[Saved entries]
========

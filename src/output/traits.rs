//! Exporter capability
//!
//! This module defines the trait interface for persisting a finished crawl.

use crate::model::{ProductMetadata, Review};
use crate::sites::SiteId;
use crate::Result;
use std::path::PathBuf;

/// Persists the records of one crawl session
pub trait Exporter {
    /// Writes `records` together with the product metadata
    ///
    /// # Arguments
    ///
    /// * `records` - Collected records in page order
    /// * `metadata` - Product metadata discovered by the session
    /// * `site` - Site the records came from
    ///
    /// # Returns
    ///
    /// * `Ok(PathBuf)` - Location of the written export
    /// * `Err(HarvestError)` - Nothing to export or the write failed
    fn export(
        &self,
        records: &[Review],
        metadata: &ProductMetadata,
        site: SiteId,
    ) -> Result<PathBuf>;
}
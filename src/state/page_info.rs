use crate::error::CrawlError;
use crate::{HarvestError, Result};

/// Pagination bounds of one crawl target
///
/// Invariant: `1 <= current_page <= total_pages`.
#[derive(Debug, Clone, Copy, PartialEq, Eq)]
pub struct PageInfo {
    total_pages: u32,

    current_page: u32,

    /// Page cap asked for by the caller, if any
    requested_pages: Option<u32>,
}

impl PageInfo {
    /// Creates pagination bounds positioned on the first page
    ///
    /// # Arguments
    ///
    /// * `total_pages` - Pages the target exposes, at least 1
    /// * `requested_pages` - Optional cap, at least 1 when given
    ///
    /// # Returns
    ///
    /// * `Ok(PageInfo)` - Bounds positioned on page 1
    /// * `Err(HarvestError::InvalidInput)` - If either count is zero
    pub fn new(total_pages: u32, requested_pages: Option<u32>) -> Result<Self> {
        if total_pages < 1 {
            return Err(HarvestError::InvalidInput(format!(
                "total pages must be at least 1, got {}",
                total_pages
            )));
        }

        if requested_pages == Some(0) {
            return Err(HarvestError::InvalidInput(
                "requested pages must be at least 1".to_string(),
            ));
        }

        Ok(Self {
            total_pages,
            current_page: 1,
            requested_pages,
        })
    }

    pub fn total_pages(&self) -> u32 {
        self.total_pages
    }

    pub fn current_page(&self) -> u32 {
        self.current_page
    }

    pub fn requested_pages(&self) -> Option<u32> {
        self.requested_pages
    }

    /// Number of pages this session will visit
    ///
    /// The requested cap when it is within bounds, otherwise every page.
    pub fn pages_to_crawl(&self) -> u32 {
        match self.requested_pages {
            Some(requested) if requested <= self.total_pages => requested,
            _ => self.total_pages,
        }
    }

    /// Returns true once the current page is the last one to visit
    pub fn is_complete(&self) -> bool {
        self.current_page >= self.pages_to_crawl()
    }

    /// Positions on `page`, rejecting anything outside `1..=total_pages`
    pub fn go_to(&mut self, page: u32) -> std::result::Result<(), CrawlError> {
        if page < 1 || page > self.total_pages {
            return Err(CrawlError::invalid_page(page, self.total_pages));
        }
        self.current_page = page;
        Ok(())
    }
}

========

* _Exercise aim_
An exact copy of all the entries is what's needed; write it out.

* _Completed task_
filename src/output/traits.rs
//! Exporter capability
//!
//! This module defines the trait interface for persisting a finished crawl.

use crate::model::{ProductMetadata, Review};
use crate::sites::SiteId;
use crate::Result;
use std::path::PathBuf;

/// Persists the records of one crawl session
pub trait Exporter {
    /// Writes `records` together with the product metadata
    ///
    /// # Arguments
    ///
    /// * `records` - Collected records in page order
    /// * `metadata` - Product metadata discovered by the session
    /// * `site` - Site the records came from
    ///
    /// # Returns
    ///
    /// * `Ok(PathBuf)` - Location of the written export
    /// * `Err(HarvestError)` - Nothing to export or the write failed
    fn export(
        &self,
        records: &[Review],
        metadata: &ProductMetadata,
        site: SiteId,
    ) -> Result<PathBuf>;
}
filename src/state/page_info.rs
use crate::error::CrawlError;
use crate::{HarvestError, Result};

/// Pagination bounds of one crawl target
///
/// Invariant: `1 <= current_page <= total_pages`.
#[derive(Debug, Clone, Copy, PartialEq, Eq)]
pub struct PageInfo {
    total_pages: u32,

    current_page: u32,

    /// Page cap asked for by the caller, if any
    requested_pages: Option<u32>,
}

impl PageInfo {
    /// Creates pagination bounds positioned on the first page
    ///
    /// # Arguments
    ///
    /// * `total_pages` - Pages the target exposes, at least 1
    /// * `requested_pages` - Optional cap, at least 1 when given
    ///
    /// # Returns
    ///
    /// * `Ok(PageInfo)` - Bounds positioned on page 1
    /// * `Err(HarvestError::InvalidInput)` - If either count is zero
    pub fn new(total_pages: u32, requested_pages: Option<u32>) -> Result<Self> {
        if total_pages < 1 {
            return Err(HarvestError::InvalidInput(format!(
                "total pages must be at least 1, got {}",
                total_pages
            )));
        }

        if requested_pages == Some(0) {
            return Err(HarvestError::InvalidInput(
                "requested pages must be at least 1".to_string(),
            ));
        }

        Ok(Self {
            total_pages,
            current_page: 1,
            requested_pages,
        })
    }

    pub fn total_pages(&self) -> u32 {
        self.total_pages
    }

    pub fn current_page(&self) -> u32 {
        self.current_page
    }

    pub fn requested_pages(&self) -> Option<u32> {
        self.requested_pages
    }

    /// Number of pages this session will visit
    ///
    /// The requested cap when it is within bounds, otherwise every page.
    pub fn pages_to_crawl(&self) -> u32 {
        match self.requested_pages {
            Some(requested) if requested <= self.total_pages => requested,
            _ => self.total_pages,
        }
    }

    /// Returns true once the current page is the last one to visit
    pub fn is_complete(&self) -> bool {
        self.current_page >= self.pages_to_crawl()
    }

    /// Positions on `page`, rejecting anything outside `1..=total_pages`
    pub fn go_to(&mut self, page: u32) -> std::result::Result<(), CrawlError> {
        if page < 1 || page > self.total_pages {
            return Err(CrawlError::invalid_page(page, self.total_pages));
        }
        self.current_page = page;
        Ok(())
    }
}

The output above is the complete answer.